> [EXERCISE DESCRIPTION] The expected output is the exact lines from the one containing "group: usize) ->" through the end of the data, inclusive, and nothing else.
-- MATERIAL SHOWN follows --
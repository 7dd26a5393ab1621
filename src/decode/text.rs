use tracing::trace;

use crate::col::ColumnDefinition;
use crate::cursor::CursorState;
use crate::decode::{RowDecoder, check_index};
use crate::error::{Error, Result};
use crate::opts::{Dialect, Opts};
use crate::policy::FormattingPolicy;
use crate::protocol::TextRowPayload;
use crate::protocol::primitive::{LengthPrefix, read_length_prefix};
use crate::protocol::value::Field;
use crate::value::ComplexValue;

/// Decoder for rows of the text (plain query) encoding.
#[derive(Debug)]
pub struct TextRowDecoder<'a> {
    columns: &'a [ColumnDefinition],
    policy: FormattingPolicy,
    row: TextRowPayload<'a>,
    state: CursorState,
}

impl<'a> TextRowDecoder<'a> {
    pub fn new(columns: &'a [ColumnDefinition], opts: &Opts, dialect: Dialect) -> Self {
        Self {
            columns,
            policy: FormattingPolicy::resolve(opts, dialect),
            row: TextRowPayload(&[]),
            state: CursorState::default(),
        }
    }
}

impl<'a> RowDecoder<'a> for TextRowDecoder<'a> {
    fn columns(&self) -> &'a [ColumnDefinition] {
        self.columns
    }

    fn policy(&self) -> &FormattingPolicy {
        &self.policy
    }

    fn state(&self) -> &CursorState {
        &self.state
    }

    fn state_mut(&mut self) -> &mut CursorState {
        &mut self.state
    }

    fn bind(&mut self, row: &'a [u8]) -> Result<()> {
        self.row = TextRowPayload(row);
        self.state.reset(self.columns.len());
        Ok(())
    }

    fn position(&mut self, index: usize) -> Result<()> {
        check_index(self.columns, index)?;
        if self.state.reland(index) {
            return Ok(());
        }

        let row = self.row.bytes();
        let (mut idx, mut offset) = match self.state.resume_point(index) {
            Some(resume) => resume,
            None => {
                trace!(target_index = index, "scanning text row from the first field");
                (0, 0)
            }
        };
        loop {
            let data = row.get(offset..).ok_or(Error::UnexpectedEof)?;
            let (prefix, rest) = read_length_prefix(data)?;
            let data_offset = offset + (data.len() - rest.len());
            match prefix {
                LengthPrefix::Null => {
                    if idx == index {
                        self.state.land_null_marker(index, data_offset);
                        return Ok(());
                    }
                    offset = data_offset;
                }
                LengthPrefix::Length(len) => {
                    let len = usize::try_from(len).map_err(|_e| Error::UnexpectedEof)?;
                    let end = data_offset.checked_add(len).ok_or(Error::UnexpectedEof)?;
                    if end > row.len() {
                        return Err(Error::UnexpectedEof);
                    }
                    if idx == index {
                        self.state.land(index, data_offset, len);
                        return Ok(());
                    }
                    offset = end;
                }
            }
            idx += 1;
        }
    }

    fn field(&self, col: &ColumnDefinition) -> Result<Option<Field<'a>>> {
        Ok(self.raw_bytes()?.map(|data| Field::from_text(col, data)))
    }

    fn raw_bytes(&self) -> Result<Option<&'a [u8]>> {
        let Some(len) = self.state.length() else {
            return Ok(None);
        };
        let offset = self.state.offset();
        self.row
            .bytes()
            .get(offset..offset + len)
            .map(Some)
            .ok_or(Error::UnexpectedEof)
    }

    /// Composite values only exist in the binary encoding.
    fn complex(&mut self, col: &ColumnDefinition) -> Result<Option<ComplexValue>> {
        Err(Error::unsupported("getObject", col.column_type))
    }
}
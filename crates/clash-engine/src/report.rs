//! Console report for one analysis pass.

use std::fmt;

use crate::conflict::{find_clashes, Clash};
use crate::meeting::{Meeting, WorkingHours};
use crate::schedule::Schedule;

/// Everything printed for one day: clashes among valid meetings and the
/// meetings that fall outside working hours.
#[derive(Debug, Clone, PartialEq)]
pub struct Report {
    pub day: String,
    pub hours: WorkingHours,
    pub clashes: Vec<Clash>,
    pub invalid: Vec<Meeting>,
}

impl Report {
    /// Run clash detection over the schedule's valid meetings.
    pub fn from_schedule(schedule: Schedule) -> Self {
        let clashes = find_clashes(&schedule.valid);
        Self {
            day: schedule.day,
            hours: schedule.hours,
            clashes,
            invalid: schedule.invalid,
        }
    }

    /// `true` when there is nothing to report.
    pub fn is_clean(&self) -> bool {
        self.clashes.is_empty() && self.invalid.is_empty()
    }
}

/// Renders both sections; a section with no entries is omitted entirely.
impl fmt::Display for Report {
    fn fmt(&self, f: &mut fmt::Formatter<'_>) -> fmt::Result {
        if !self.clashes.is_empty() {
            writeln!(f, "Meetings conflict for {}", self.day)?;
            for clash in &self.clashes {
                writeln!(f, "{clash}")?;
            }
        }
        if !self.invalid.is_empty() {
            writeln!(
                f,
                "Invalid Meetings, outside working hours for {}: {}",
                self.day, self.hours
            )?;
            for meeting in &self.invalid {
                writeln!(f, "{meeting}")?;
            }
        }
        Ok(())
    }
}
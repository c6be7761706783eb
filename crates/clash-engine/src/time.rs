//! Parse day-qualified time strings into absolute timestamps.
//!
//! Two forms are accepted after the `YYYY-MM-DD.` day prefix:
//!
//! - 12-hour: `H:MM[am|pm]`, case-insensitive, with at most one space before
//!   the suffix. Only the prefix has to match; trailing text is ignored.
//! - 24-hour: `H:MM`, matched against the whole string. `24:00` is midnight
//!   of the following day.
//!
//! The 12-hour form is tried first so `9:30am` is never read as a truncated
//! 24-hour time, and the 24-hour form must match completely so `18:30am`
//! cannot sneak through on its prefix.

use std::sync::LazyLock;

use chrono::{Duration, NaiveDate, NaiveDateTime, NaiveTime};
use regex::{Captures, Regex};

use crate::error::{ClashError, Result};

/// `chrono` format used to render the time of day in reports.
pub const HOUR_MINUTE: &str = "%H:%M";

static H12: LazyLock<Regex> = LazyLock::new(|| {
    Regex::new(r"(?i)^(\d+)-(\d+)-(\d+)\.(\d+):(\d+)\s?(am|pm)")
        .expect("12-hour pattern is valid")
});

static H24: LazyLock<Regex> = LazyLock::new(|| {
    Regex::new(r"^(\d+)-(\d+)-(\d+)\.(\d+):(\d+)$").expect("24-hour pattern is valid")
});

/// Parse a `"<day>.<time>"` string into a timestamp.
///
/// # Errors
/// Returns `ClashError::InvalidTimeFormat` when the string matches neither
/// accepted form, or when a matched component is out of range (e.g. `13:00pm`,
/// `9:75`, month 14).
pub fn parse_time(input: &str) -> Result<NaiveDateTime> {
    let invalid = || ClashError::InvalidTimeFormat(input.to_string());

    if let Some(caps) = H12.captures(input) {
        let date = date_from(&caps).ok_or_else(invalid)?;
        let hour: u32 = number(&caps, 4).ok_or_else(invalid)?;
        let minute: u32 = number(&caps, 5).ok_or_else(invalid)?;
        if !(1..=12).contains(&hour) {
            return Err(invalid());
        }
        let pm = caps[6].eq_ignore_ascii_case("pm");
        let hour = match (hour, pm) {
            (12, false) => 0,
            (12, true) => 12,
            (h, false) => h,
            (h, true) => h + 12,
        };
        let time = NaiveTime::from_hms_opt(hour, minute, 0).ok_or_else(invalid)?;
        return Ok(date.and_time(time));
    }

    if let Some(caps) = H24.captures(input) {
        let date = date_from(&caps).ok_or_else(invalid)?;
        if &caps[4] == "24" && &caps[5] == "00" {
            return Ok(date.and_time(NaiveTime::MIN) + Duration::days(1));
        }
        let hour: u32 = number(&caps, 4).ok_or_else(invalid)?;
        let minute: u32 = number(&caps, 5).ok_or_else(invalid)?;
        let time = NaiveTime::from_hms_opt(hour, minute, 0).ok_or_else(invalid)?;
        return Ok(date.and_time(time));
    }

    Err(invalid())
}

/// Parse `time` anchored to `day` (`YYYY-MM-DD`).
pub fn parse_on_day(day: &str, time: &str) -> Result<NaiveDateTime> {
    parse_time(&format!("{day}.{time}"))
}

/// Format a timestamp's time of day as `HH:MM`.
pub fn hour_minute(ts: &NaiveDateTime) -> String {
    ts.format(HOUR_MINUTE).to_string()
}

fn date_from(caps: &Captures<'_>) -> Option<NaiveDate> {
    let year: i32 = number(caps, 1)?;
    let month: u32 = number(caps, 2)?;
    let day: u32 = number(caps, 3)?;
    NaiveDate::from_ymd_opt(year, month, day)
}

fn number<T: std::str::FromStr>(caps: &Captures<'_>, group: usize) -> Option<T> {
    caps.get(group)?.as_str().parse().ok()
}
-- MATERIAL SHOWN concluded --
> [RESPONSE]
fn number<T: std::str::FromStr>(caps: &Captures<'_>, group: usize) -> Option<T> {
    caps.get(group)?.as_str().parse().ok()
}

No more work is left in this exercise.